Same-Sex Marriage in the UMC, Part I: The Issue at Hand

* this is the first part of a four part series about why I think the UMC should fully include same-sex marriages. See also parts II: The Bible, III: Complementarity, and IV:Full Inclusion.

It has been rather disappointing to watch the United Methodist Church (the denomination to which I belong) struggle over the question of the inclusion of same-sex marriage into its denominational life because there has been precious little dialogue. The debate has been filled more with noisy echo chambers than theological discussion. I don’t know how to address that aside from adding my voice to the mix by submitting an argument that attempts to deal with the theological and Biblical issues involved. I’m not sure I’ll get opposing arguments exactly right, but I will attempt to engage them fairly. And I invite discussion about these points.


The first order of business is an attempt to understand, as best as possible, the issue at hand. The UMC Book of Discipline states that, in line with Christian teaching and tradition, same-sex romantic and sexual acts and relationships (what is termed “the practice of homosexuality”) are not to be permitted in the life of the church (¶161 [F, p.111] and ¶304.3 [220]).

An important question must follow as to why this is the case.

In attempting to clarify this statement, here is my ensuing line of thinking:
1.) There are no romantic or sexual acts unique to a same-sex couple that could not be performed by an heterosexual couple.
2.) Denominational discipline is not really aimed at specific romantic or sexual acts, per se.
3.) The Book of Discipline does not prohibit any specific sexual act.
-> 4.) Thus, the Book of Discipline and exercised denominational understanding of its violation seem to be aimed at the proper pairing of a couple given their respective sexes/genders.

A discussion of same-sex marriage in the UMC would therefore need to be about whether or not a particular pairing of sexes/genders is essential to the definition of marriage.

I’ve broken my argument up into four posts because of length. After this initial post explaining my understanding of the issue, they are as follows:

Part II: The Bible
Part III: Complementarity
Part IV: Full Inclusion


1.) claiming a proper pairing of sexes/genders is essential for the definition of marriage can rest on either Biblical and/or complementarian grounds
2.) the Biblical grounds for such a claim are exegetically problematic
3.) the Biblical grounds for such a claim are in direct conflict with the UMC’s current acceptance and endorsement of remarriage
4.) the complementarian grounds for such a claim rest on asserting an essential difference between men and women which is counter to explicit commitments of the UMC
5.) the purpose of marriage has no necessary connection to a particular gender/sex pairing
6.) prohibiting same-sex marriage results in the lack of recognition of the full humanity of LGBT people
7.) there’s no reason to think that being in a same-sex relationship necessarily hinders one’s ability to be and become more Christ-like, more loving of God and neighbor
8.) therefore I see no reason for the particular pairing of individuals to be essential to the definition of marriage
9.) therefore the UMC should adopt an understanding of marriage wherein the particular pairing of sexes/genders is inconsequential


Before ending this preliminary post, however, I must say something about those in this debate who claim John Wesley. Claiming that John Wesley is on a particular side of this issue as a way to bolster one’s case is not at all effective. To develop a Wesleyan or United Methodist view is not to adopt Wesley’s view, from which, on the issue of marriage, The United Methodist Church has already importantly diverged.

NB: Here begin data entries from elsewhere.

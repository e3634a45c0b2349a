//! Shared response-decoding machinery.
//!
//! Every response type implements [`Decode`]: a pure function from raw body
//! bytes to a typed value. The field accessors here encode the agent's
//! tolerance rules in one place so the per-response decoders in
//! [`crate::response`] stay mechanical:
//!
//! - string fields tolerate `null`/absent and decode to `""`;
//! - numeric and boolean fields are required;
//! - [`array`] demands the named field be a JSON array and every element
//!   parse, aborting with [`DecodeError::MalformedElement`] otherwise;
//! - [`array_or_empty`] additionally treats a `null`/absent/non-array field
//!   as an empty list. Only the list-style replies (api index, dataset,
//!   drives, files) get this leniency — a transient empty state on those
//!   endpoints is legitimate, not an error.
//!
//! Unknown and extra fields are ignored everywhere.

use serde_json::Value;
use thiserror::Error;

/// A response decode failure.
#[derive(Debug, Error)]
pub enum DecodeError {
    #[error("response body is not valid JSON: {0}")]
    Json(#[from] serde_json::Error),

    #[error("response is missing required field '{0}'")]
    MissingField(&'static str),

    #[error("malformed '{0}' element in response array")]
    MalformedElement(&'static str),
}

/// A typed response that can be decoded from raw HTTP body bytes.
///
/// Decoding is synchronous, touches no global state, and depends on nothing
/// but the expected shape.
pub trait Decode: Sized {
    fn decode(body: &[u8]) -> Result<Self, DecodeError>;
}

/// Parse the body as a JSON document.
pub(crate) fn document(body: &[u8]) -> Result<Value, DecodeError> {
    Ok(serde_json::from_slice(body)?)
}

/// A required non-null field.
pub(crate) fn field<'a>(value: &'a Value, name: &'static str) -> Result<&'a Value, DecodeError> {
    value
        .get(name)
        .filter(|v| !v.is_null())
        .ok_or(DecodeError::MissingField(name))
}

/// A string field; `null`/absent decodes as `""`.
pub(crate) fn string(value: &Value, name: &str) -> String {
    value
        .get(name)
        .and_then(Value::as_str)
        .unwrap_or_default()
        .to_string()
}

/// A nullable string field; `null`/absent decodes as `None`.
pub(crate) fn opt_string(value: &Value, name: &str) -> Option<String> {
    value.get(name).and_then(Value::as_str).map(str::to_string)
}

/// A required integer field.
pub(crate) fn int(value: &Value, name: &'static str) -> Result<i64, DecodeError> {
    field(value, name)?
        .as_i64()
        .ok_or(DecodeError::MissingField(name))
}

/// A required boolean field.
pub(crate) fn boolean(value: &Value, name: &'static str) -> Result<bool, DecodeError> {
    field(value, name)?
        .as_bool()
        .ok_or(DecodeError::MissingField(name))
}

/// A required array field, decoded element-wise. An element the parser
/// rejects aborts the whole decode.
pub(crate) fn array<T>(
    value: &Value,
    name: &'static str,
    parse: impl Fn(&Value) -> Option<T>,
) -> Result<Vec<T>, DecodeError> {
    let elements = field(value, name)?
        .as_array()
        .ok_or(DecodeError::MissingField(name))?;
    elements
        .iter()
        .map(|e| parse(e).ok_or(DecodeError::MalformedElement(name)))
        .collect()
}

/// An array field where `null`/absent/non-array decodes as an empty list.
/// Elements that are present still must parse.
pub(crate) fn array_or_empty<T>(
    value: &Value,
    name: &'static str,
    parse: impl Fn(&Value) -> Option<T>,
) -> Result<Vec<T>, DecodeError> {
    match value.get(name).and_then(Value::as_array) {
        Some(elements) => elements
            .iter()
            .map(|e| parse(e).ok_or(DecodeError::MalformedElement(name)))
            .collect(),
        None => Ok(Vec::new()),
    }
}

// ── Tests ─────────────────────────────────────────────────────────────────────

#[cfg(test)]
mod tests {
    use super::*;
    use serde_json::json;

    #[test]
    fn string_tolerates_null_and_absent() {
        let v = json!({ "present": "x", "nulled": null });
        assert_eq!(string(&v, "present"), "x");
        assert_eq!(string(&v, "nulled"), "");
        assert_eq!(string(&v, "missing"), "");
    }

    #[test]
    fn int_rejects_null_and_absent() {
        let v = json!({ "ok": 7, "nulled": null });
        assert_eq!(int(&v, "ok").unwrap(), 7);
        assert!(matches!(
            int(&v, "nulled"),
            Err(DecodeError::MissingField("nulled"))
        ));
        assert!(matches!(
            int(&v, "gone"),
            Err(DecodeError::MissingField("gone"))
        ));
    }

    #[test]
    fn strict_array_rejects_null() {
        let v = json!({ "xs": null });
        assert!(matches!(
            array(&v, "xs", |e| e.as_i64()),
            Err(DecodeError::MissingField("xs"))
        ));
    }

    #[test]
    fn lenient_array_accepts_null_absent_and_non_array() {
        let parse = |e: &Value| e.as_i64();
        assert_eq!(array_or_empty(&json!({ "xs": null }), "xs", parse).unwrap(), Vec::<i64>::new());
        assert_eq!(array_or_empty(&json!({}), "xs", parse).unwrap(), Vec::<i64>::new());
        assert_eq!(array_or_empty(&json!({ "xs": 3 }), "xs", parse).unwrap(), Vec::<i64>::new());
    }

    #[test]
    fn lenient_array_still_rejects_bad_elements() {
        let v = json!({ "xs": [1, "two", 3] });
        assert!(matches!(
            array_or_empty(&v, "xs", |e| e.as_i64()),
            Err(DecodeError::MalformedElement("xs"))
        ));
    }
}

Wesley, though ahead of his time in many ways, remained a man of his context in others: Wesley clearly believed firmly in the divinely ordained subordination of women to their husbands. [1]. The UMC rejects this view, as will be explained in Part III.


[1]  Bufford W. Coe, John Wesley and Marriage (Cranbury, NJ: Associated University Presses, 1996) 101. For this see Wesley’s comments on Genesis 3:16, Ephesians 5:23, Colossians 3:18. The Book of Discipline explicitly rejects this view, as will be explained. More directly this points out Wesley’s belief that there is an essential difference between men and women, but it surely plays out in his understanding of marriage.